Of 1591 patients who successfully underwent a first-time orthotopic liver transplant for chronic liver disease, 101 (6.3%) developed post-transplant ascites. Only 62% of these patients required large volume paracentesis for ascites before transplant. 36% of patients with post-transplant ascites had early allograft dysfunction. Most patients with post-transplant ascites (73%) required a paracentesis within 2 months of transplant, but 27% had delayed ascites onset. From 2002 to 2019, ascites studies were obtained less often, and hepatic vein pressure measurement was performed more often. Diuretics were the mainstay of treatment (58%). The use of albumin infusion and splenic artery embolization to treat post-transplant ascites increased over time. Larger pre-transplant spleen size was associated with a greater number of post-transplant paracenteses (r=0.32 and p=0.003). For patients who underwent splenic intervention, paracentesis frequency was significantly reduced (1.6-0.4 paracenteses/month, p=0.0001). The majority (72%) of patients had clinical resolution of their ascites at 6-month post-transplant.
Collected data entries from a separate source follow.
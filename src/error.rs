//! # Error Handling
//!
//! [`ManagerError`] is the domain error returned by repositories and the
//! integration manager. [`ApiError`] is the problem+json shape used at the HTTP
//! boundary, carrying a trace ID for log correlation.

use axum::{
    extract::rejection::JsonRejection,
    http::{HeaderMap, HeaderValue, StatusCode},
    response::{IntoResponse, Response},
};
use serde::Serialize;
use thiserror::Error;
use utoipa::ToSchema;

use crate::crypto::CryptoError;
use crate::telemetry;

/// Domain errors raised by the integration manager and its collaborators.
#[derive(Debug, Error)]
pub enum ManagerError {
    /// The record store rejected a query
    #[error("store error: {0}")]
    Store(#[from] sea_orm::DbErr),
    #[error("{entity} '{id}' not found")]
    NotFound { entity: &'static str, id: String },
    #[error("invalid input: {0}")]
    InvalidInput(String),
    #[error("Unsupported operation type: {0}")]
    UnsupportedOperation(String),
    #[error("crypto error: {0}")]
    Crypto(#[from] CryptoError),
    /// A downstream service (reminders, reports, an integration endpoint) failed
    #[error("{name} failed: {message}")]
    Collaborator { name: String, message: String },
    #[error("sync engine error: {0}")]
    SyncEngine(String),
    /// A registered service answered its probe with a failure
    #[error("{0}")]
    Unavailable(String),
}

impl ManagerError {
    pub fn not_found(entity: &'static str, id: impl ToString) -> Self {
        Self::NotFound {
            entity,
            id: id.to_string(),
        }
    }

    pub fn invalid_input<S: Into<String>>(message: S) -> Self {
        Self::InvalidInput(message.into())
    }

    pub fn collaborator<N: Into<String>, M: ToString>(name: N, message: M) -> Self {
        Self::Collaborator {
            name: name.into(),
            message: message.to_string(),
        }
    }
}

/// Unified API error response structure
#[derive(Debug, Clone, Serialize, ToSchema)]
pub struct ApiError {
    /// HTTP status code for the response
    #[serde(skip_serializing, skip_deserializing)]
    pub status: StatusCode,
    /// Error code for programmatic handling
    pub code: Box<str>,
    /// Human-readable error message
    pub message: Box<str>,
    /// Additional error details (optional)
    #[serde(skip_serializing_if = "Option::is_none")]
    #[schema(value_type = Option<Object>)]
    pub details: Option<Box<serde_json::Value>>,
    /// Correlation trace ID for debugging (optional)
    #[serde(skip_serializing_if = "Option::is_none")]
    #[schema(value_type = Option<String>)]
    pub trace_id: Option<Box<str>>,
}

impl ApiError {
    /// Create a new API error with the given status code and message
    pub fn new<S: Into<String>>(status: StatusCode, code: S, message: S) -> Self {
        Self {
            status,
            code: code.into().into_boxed_str(),
            message: message.into().into_boxed_str(),
            details: None,
            trace_id: Self::current_trace_id(),
        }
    }

    /// Add details to the error
    pub fn with_details<V: Into<serde_json::Value>>(mut self, details: V) -> Self {
        self.details = Some(Box::new(details.into()));
        self
    }

    fn current_trace_id() -> Option<Box<str>> {
        telemetry::current_trace_id()
            .map(|trace_id| trace_id.into_boxed_str())
            .or_else(|| {
                Some(format!("corr-{}", &uuid::Uuid::new_v4().to_string()[..8]).into_boxed_str())
            })
    }
}

fn is_unique_violation(error: &sea_orm::DbErr) -> bool {
    use sea_orm::RuntimeErr;

    const PG_UNIQUE: &str = "23505";
    const SQLITE_DUPLICATE_CODES: &[&str] = &["1555", "2067"];

    let runtime_err = match error {
        sea_orm::DbErr::Query(RuntimeErr::SqlxError(sqlx_err))
        | sea_orm::DbErr::Exec(RuntimeErr::SqlxError(sqlx_err)) => sqlx_err,
        _ => return false,
    };

    let Some(db_error) = runtime_err.as_database_error() else {
        return false;
    };

    if db_error.is_unique_violation() {
        return true;
    }

    db_error.code().is_some_and(|code| {
        let code_str = code.as_ref();
        code_str == PG_UNIQUE || SQLITE_DUPLICATE_CODES.contains(&code_str)
    })
}

impl IntoResponse for ApiError {
    fn into_response(self) -> Response {
        let mut headers = HeaderMap::new();
        headers.insert(
            "content-type",
            HeaderValue::from_static("application/problem+json"),
        );

        (self.status, headers, axum::Json(self)).into_response()
    }
}

impl From<anyhow::Error> for ApiError {
    fn from(error: anyhow::Error) -> Self {
        tracing::error!("Internal error: {:?}", error);

        Self::new(
            StatusCode::INTERNAL_SERVER_ERROR,
            "INTERNAL_SERVER_ERROR",
            "An internal error occurred",
        )
    }
}

impl From<JsonRejection> for ApiError {
    fn from(rejection: JsonRejection) -> Self {
        let message = match rejection {
            JsonRejection::JsonDataError(err) => format!("Invalid JSON: {}", err),
            JsonRejection::JsonSyntaxError(err) => format!("JSON syntax error: {}", err),
            JsonRejection::MissingJsonContentType(_) => {
                "Missing 'Content-Type: application/json' header".to_string()
            }
            _ => "Invalid request body".to_string(),
        };

        Self::new(StatusCode::BAD_REQUEST, "VALIDATION_FAILED", &message)
    }
}

impl From<sea_orm::DbErr> for ApiError {
    fn from(error: sea_orm::DbErr) -> Self {
        if is_unique_violation(&error) {
            tracing::debug!(?error, "Unique constraint violation detected");
            return Self::new(StatusCode::CONFLICT, "CONFLICT", "Resource already exists");
        }

        match error {
            sea_orm::DbErr::RecordNotFound(record) => Self::new(
                StatusCode::NOT_FOUND,
                "NOT_FOUND",
                &format!("Record not found: {}", record),
            ),
            sea_orm::DbErr::Conn(connection_err) => {
                tracing::error!("Database connection error: {:?}", connection_err);
                Self::new(
                    StatusCode::SERVICE_UNAVAILABLE,
                    "SERVICE_UNAVAILABLE",
                    "Database service unavailable",
                )
            }
            _ => {
                tracing::error!("Database error: {:?}", error);
                Self::new(
                    StatusCode::INTERNAL_SERVER_ERROR,
                    "INTERNAL_SERVER_ERROR",
                    "Database error occurred",
                )
            }
        }
    }
}

impl From<ManagerError> for ApiError {
    fn from(error: ManagerError) -> Self {
        match error {
            ManagerError::Store(db_err) => db_err.into(),
            ManagerError::NotFound { .. } => {
                Self::new(StatusCode::NOT_FOUND, "NOT_FOUND", &error.to_string())
            }
            ManagerError::InvalidInput(message) => {
                Self::new(StatusCode::BAD_REQUEST, "VALIDATION_FAILED", &message)
            }
            ManagerError::UnsupportedOperation(_) => Self::new(
                StatusCode::BAD_REQUEST,
                "UNSUPPORTED_OPERATION",
                &error.to_string(),
            ),
            ManagerError::Collaborator { ref name, .. } => {
                let details = serde_json::json!({ "collaborator": name });
                Self::new(
                    StatusCode::BAD_GATEWAY,
                    "COLLABORATOR_ERROR",
                    &error.to_string(),
                )
                .with_details(details)
            }
            ManagerError::Unavailable(message) => Self::new(
                StatusCode::SERVICE_UNAVAILABLE,
                "SERVICE_UNAVAILABLE",
                &message,
            ),
            ManagerError::Crypto(_) | ManagerError::SyncEngine(_) => {
                tracing::error!(error = %error, "Internal manager error");
                Self::new(
                    StatusCode::INTERNAL_SERVER_ERROR,
                    "INTERNAL_SERVER_ERROR",
                    "An internal error occurred",
                )
            }
        }
    }
}

/// Create an unauthorized error (401)
pub fn unauthorized(message: Option<&str>) -> ApiError {
    let msg = message.unwrap_or("Authentication required");
    ApiError::new(StatusCode::UNAUTHORIZED, "UNAUTHORIZED", msg)
}

/// Create a validation error with field details
pub fn validation_error(message: &str, field_errors: serde_json::Value) -> ApiError {
    ApiError::new(StatusCode::BAD_REQUEST, "VALIDATION_FAILED", message).with_details(field_errors)
}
Persistent or recurrent ascites continues to be a clinical issue in the modern era of liver transplantation. Most had clinical resolution within 6 months, some requiring intervention.
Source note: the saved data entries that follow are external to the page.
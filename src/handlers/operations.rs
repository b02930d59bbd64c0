//! Maintenance and bulk operation handlers.

use axum::{
    extract::{State, rejection::JsonRejection},
    response::Json,
};

use crate::auth::OperatorAuth;
use crate::bulk::{BulkOperationRequest, BulkOperationResult};
use crate::error::ApiError;
use crate::maintenance::MaintenanceReport;
use crate::server::AppState;

/// Run every maintenance task once.
///
/// Always answers 200; failed tasks are listed in `tasks_failed`.
#[utoipa::path(
    post,
    path = "/maintenance/run",
    security(("bearer_auth" = [])),
    responses(
        (status = 200, description = "Maintenance report", body = MaintenanceReport, example = json!({
            "tasks_completed": ["cleanup_old_sync_jobs", "update_integration_health", "process_scheduled_reports", "record_system_metrics"],
            "tasks_failed": ["process_scheduled_reminders"],
            "total_duration_ms": 184
        })),
        (status = 401, description = "Missing or invalid bearer token", body = ApiError)
    ),
    tag = "operations"
)]
pub async fn run_maintenance(
    State(state): State<AppState>,
    _operator_auth: OperatorAuth,
) -> Json<MaintenanceReport> {
    Json(state.manager.run_maintenance_tasks().await)
}

#[utoipa::path(
    post,
    path = "/bulk-operations",
    security(("bearer_auth" = [])),
    request_body = BulkOperationRequest,
    responses(
        (status = 200, description = "Bulk operation result", body = BulkOperationResult),
        (status = 400, description = "Unsupported operation type or invalid tables", body = ApiError),
        (status = 401, description = "Missing or invalid bearer token", body = ApiError)
    ),
    tag = "operations"
)]
pub async fn execute_bulk_operation(
    State(state): State<AppState>,
    _operator_auth: OperatorAuth,
    payload: Result<Json<BulkOperationRequest>, JsonRejection>,
) -> Result<Json<BulkOperationResult>, ApiError> {
    let Json(request) = payload?;
    Ok(Json(state.manager.execute_bulk_operation(request).await?))
}
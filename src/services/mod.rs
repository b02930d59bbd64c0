//! Service registry and health probe capability.
//!
//! The registry is built once at startup and handed to the health aggregator;
//! it is never mutated afterwards.

pub mod probes;
pub mod registry;

use async_trait::async_trait;

use crate::error::ManagerError;

pub use probes::{DatabaseProbe, TableProbe};
pub use registry::{RegistryError, ServiceRegistry};

/// A service the portal depends on and wants to see in the health report.
///
/// `probe` must be read-only: it is run on every health check and must not
/// create, change, or delete anything. Services without a cheap read-only call
/// keep the default, which only confirms that the service is registered.
#[async_trait]
pub trait RegisteredService: Send + Sync {
    async fn probe(&self) -> Result<(), ManagerError> {
        Ok(())
    }
}
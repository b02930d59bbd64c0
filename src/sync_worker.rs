//! Sync Worker
//!
//! Background worker that runs data sync jobs. Creating a job only inserts a
//! `pending` row and pushes its ID onto the [`SyncQueue`]; the [`SyncWorker`]
//! loop dequeues IDs and drives each job through
//! `pending -> running -> completed | failed`, writing progress after every
//! step so readers see `progress_percentage` only ever increase.

use std::sync::Arc;
use std::time::{Duration, Instant};

use async_trait::async_trait;
use metrics::{counter, histogram};
use tokio::sync::{Semaphore, mpsc};
use tokio::task::JoinSet;
use tokio_util::sync::CancellationToken;
use tracing::{debug, error, info, instrument, warn};
use uuid::Uuid;

use crate::config::SyncWorkerConfig;
use crate::error::ManagerError;
use crate::models::{DataSyncJob, SyncJobStatus};
use crate::repositories::SyncJobRepository;

/// Progress is written at 0, 10, ..., 100.
pub const PROGRESS_STEP: i32 = 10;

/// Message stored on jobs found `running` when the worker starts
pub const INTERRUPTED_MESSAGE: &str = "interrupted before completion";

/// Message stored on jobs whose processing task panicked
pub const PANICKED_MESSAGE: &str = "sync job processing panicked";

/// Records processed once a job reaches `progress` percent of `total`.
fn records_at(total: i64, progress: i32) -> i64 {
    let records = i128::from(total) * i128::from(progress) / 100;
    i64::try_from(records).unwrap_or(total)
}

/// Performs the actual data movement for a sync job, one progress step at a time.
#[async_trait]
pub trait SyncEngine: Send + Sync {
    /// Do the work that brings `job` up to `progress_percentage`.
    async fn advance(
        &self,
        job: &DataSyncJob,
        progress_percentage: i32,
    ) -> Result<(), ManagerError>;
}

/// Placeholder engine: moves no data, only waits between steps.
#[derive(Debug, Clone)]
pub struct SteppedSyncEngine {
    step_delay: Duration,
}

impl SteppedSyncEngine {
    pub fn new(step_delay: Duration) -> Self {
        Self { step_delay }
    }
}

#[async_trait]
impl SyncEngine for SteppedSyncEngine {
    async fn advance(
        &self,
        _job: &DataSyncJob,
        progress_percentage: i32,
    ) -> Result<(), ManagerError> {
        if progress_percentage > 0 && !self.step_delay.is_zero() {
            tokio::time::sleep(self.step_delay).await;
        }
        Ok(())
    }
}

/// Sending half of the sync job queue. Cloning is cheap.
#[derive(Debug, Clone)]
pub struct SyncQueue {
    sender: mpsc::UnboundedSender<Uuid>,
}

impl SyncQueue {
    pub fn channel() -> (Self, mpsc::UnboundedReceiver<Uuid>) {
        let (sender, receiver) = mpsc::unbounded_channel();
        (Self { sender }, receiver)
    }

    /// Hand a job to the worker without waiting for it to run.
    ///
    /// Returns `false` if no worker is listening. The job then stays `pending`
    /// and is picked up by the next worker start.
    pub fn enqueue(&self, job_id: Uuid) -> bool {
        match self.sender.send(job_id) {
            Ok(()) => true,
            Err(_) => {
                warn!(job_id = %job_id, "Sync worker not running; job left pending");
                false
            }
        }
    }
}

/// How a single processing attempt ended
#[derive(Debug, Clone, PartialEq, Eq)]
pub enum SyncOutcome {
    Completed,
    Failed(String),
    /// The job was not `pending`, so another attempt owns it or it is finished
    Skipped,
}

/// Runs one job to a terminal state
#[derive(Clone)]
pub struct SyncJobProcessor {
    jobs: SyncJobRepository,
    engine: Arc<dyn SyncEngine>,
}

impl SyncJobProcessor {
    pub fn new(jobs: SyncJobRepository, engine: Arc<dyn SyncEngine>) -> Self {
        Self { jobs, engine }
    }

    /// Claim the job and run it to `completed` or `failed`.
    ///
    /// Only errors writing the `failed` state itself are returned; everything
    /// that goes wrong after the claim ends up on the job row.
    #[instrument(skip_all, fields(job_id = %job_id))]
    pub async fn process_sync_job(&self, job_id: Uuid) -> Result<SyncOutcome, ManagerError> {
        if !self.jobs.claim_pending(job_id).await? {
            debug!("Sync job not pending; skipping");
            return Ok(SyncOutcome::Skipped);
        }

        let started = Instant::now();
        info!("Sync job running");

        let outcome = match self.run_claimed(job_id).await {
            Ok(()) => {
                info!(elapsed = ?started.elapsed(), "Sync job completed");
                SyncOutcome::Completed
            }
            Err(e) => {
                let message = e.to_string();
                warn!(error = %message, "Sync job failed");
                self.jobs.fail(job_id, &message).await?;
                SyncOutcome::Failed(message)
            }
        };

        let label = match outcome {
            SyncOutcome::Completed => "completed",
            _ => "failed",
        };
        counter!("sync_jobs_total", "outcome" => label).increment(1);
        histogram!("sync_job_duration_seconds").record(started.elapsed().as_secs_f64());

        Ok(outcome)
    }

    async fn run_claimed(&self, job_id: Uuid) -> Result<(), ManagerError> {
        let model = self
            .jobs
            .find(job_id)
            .await?
            .ok_or_else(|| ManagerError::not_found("sync job", job_id))?;
        let job = DataSyncJob::try_from(model)?;

        for progress in (0..=100).step_by(PROGRESS_STEP as usize) {
            self.engine.advance(&job, progress).await?;
            let records = records_at(job.total_records, progress);
            self.jobs.write_progress(job_id, progress, records).await?;
        }

        self.jobs.complete(job_id, job.total_records).await
    }
}

/// Background loop consuming the sync job queue
pub struct SyncWorker {
    processor: SyncJobProcessor,
    jobs: SyncJobRepository,
    receiver: mpsc::UnboundedReceiver<Uuid>,
    concurrency: usize,
}

impl SyncWorker {
    pub fn new(
        processor: SyncJobProcessor,
        jobs: SyncJobRepository,
        receiver: mpsc::UnboundedReceiver<Uuid>,
        config: &SyncWorkerConfig,
    ) -> Self {
        Self {
            processor,
            jobs,
            receiver,
            concurrency: config.concurrency.max(1),
        }
    }

    /// Settle jobs left behind by a previous process: `running` jobs are failed
    /// and the IDs of `pending` jobs are returned so they can be processed.
    pub async fn recover(&self) -> Result<Vec<Uuid>, ManagerError> {
        let stale = self.jobs.list_by_status(SyncJobStatus::Running).await?;
        for job in &stale {
            if self.jobs.fail(job.id, INTERRUPTED_MESSAGE).await? {
                warn!(job_id = %job.id, "Failed sync job interrupted by restart");
            }
        }

        let pending: Vec<Uuid> = self
            .jobs
            .list_by_status(SyncJobStatus::Pending)
            .await?
            .into_iter()
            .map(|job| job.id)
            .collect();

        if !stale.is_empty() || !pending.is_empty() {
            info!(
                interrupted = stale.len(),
                pending = pending.len(),
                "Recovered sync jobs from previous run"
            );
        }

        Ok(pending)
    }

    /// Run until `shutdown` is cancelled or every queue handle is dropped.
    ///
    /// Jobs already in flight at shutdown are allowed to finish.
    pub async fn run(mut self, shutdown: CancellationToken) {
        info!(concurrency = self.concurrency, "Starting sync worker");

        let backlog = match self.recover().await {
            Ok(ids) => ids,
            Err(e) => {
                error!(error = %e, "Sync job recovery failed");
                Vec::new()
            }
        };
        let mut backlog = backlog.into_iter();

        let semaphore = Arc::new(Semaphore::new(self.concurrency));
        let mut in_flight = JoinSet::new();

        loop {
            let next = match backlog.next() {
                Some(job_id) => Some(job_id),
                None => tokio::select! {
                    _ = shutdown.cancelled() => break,
                    Some(_) = in_flight.join_next(), if !in_flight.is_empty() => continue,
                    job_id = self.receiver.recv() => job_id,
                },
            };

            let Some(job_id) = next else {
                debug!("Sync queue closed");
                break;
            };

            let permit = tokio::select! {
                _ = shutdown.cancelled() => break,
                permit = Arc::clone(&semaphore).acquire_owned() => match permit {
                    Ok(permit) => permit,
                    Err(_) => break,
                },
            };

            let processor = self.processor.clone();
            let jobs = self.jobs.clone();
            in_flight.spawn(async move {
                let _permit = permit;
                let attempt =
                    tokio::spawn(async move { processor.process_sync_job(job_id).await });
                match attempt.await {
                    Ok(Ok(_)) => {}
                    Ok(Err(e)) => {
                        error!(job_id = %job_id, error = %e, "Failed to record sync job outcome");
                    }
                    Err(join_error) => {
                        let message = if join_error.is_panic() {
                            PANICKED_MESSAGE.to_string()
                        } else {
                            join_error.to_string()
                        };
                        error!(job_id = %job_id, error = %message, "Sync job task aborted");
                        counter!("sync_jobs_total", "outcome" => "failed").increment(1);
                        if let Err(e) = jobs.fail(job_id, &message).await {
                            error!(job_id = %job_id, error = %e, "Failed to record sync job outcome");
                        }
                    }
                }
            });
        }

        while in_flight.join_next().await.is_some() {}
        info!("Sync worker stopped");
    }
}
腹水在肝硬化中很常见,但在肝移植后却不常见。我们旨在描述肝移植后腹水的发生率、自然史和当前的管理策略。
我们对 2 家中心进行了一项回顾性队列研究。我们纳入了在 2002 年至 2019 年间接受过尸肝整块移植的患者。病历回顾确定了在移植后 1 至 6 个月内需要进行经皮穿刺引流术的患者。详细的病历回顾确定了临床和移植特征、腹水病因的评估以及治疗方法。
在 1591 例成功接受首次原位肝移植治疗慢性肝病的患者中,有 101 例(6.3%)发生了肝移植后腹水。这些患者中只有 62%在移植前需要大量经皮穿刺引流术治疗腹水。36%的移植后腹水患者存在早期移植物功能障碍。大多数移植后腹水患者(73%)在移植后 2 个月内需要进行经皮穿刺引流术,但 27%的患者出现了延迟性腹水发作。从 2002 年到 2019 年,腹水研究的开展频率降低,而肝静脉压力测量的开展频率升高。利尿剂是主要的治疗方法(58%)。白蛋白输注和脾动脉栓塞治疗移植后腹水的应用逐渐增加。较大的术前脾脏大小与移植后经皮穿刺引流术的次数增多相关(r=0.32,p=0.003)。对于接受脾干预的患者,经皮穿刺引流术的频率显著降低(1.6-0.4 次/月,p=0.0001)。大多数(72%)患者在移植后 6 个月时腹水临床缓解。
在肝移植的现代时代,持续性或复发性腹水仍然是一个临床问题。大多数患者在 6 个月内腹水临床缓解,有些需要干预。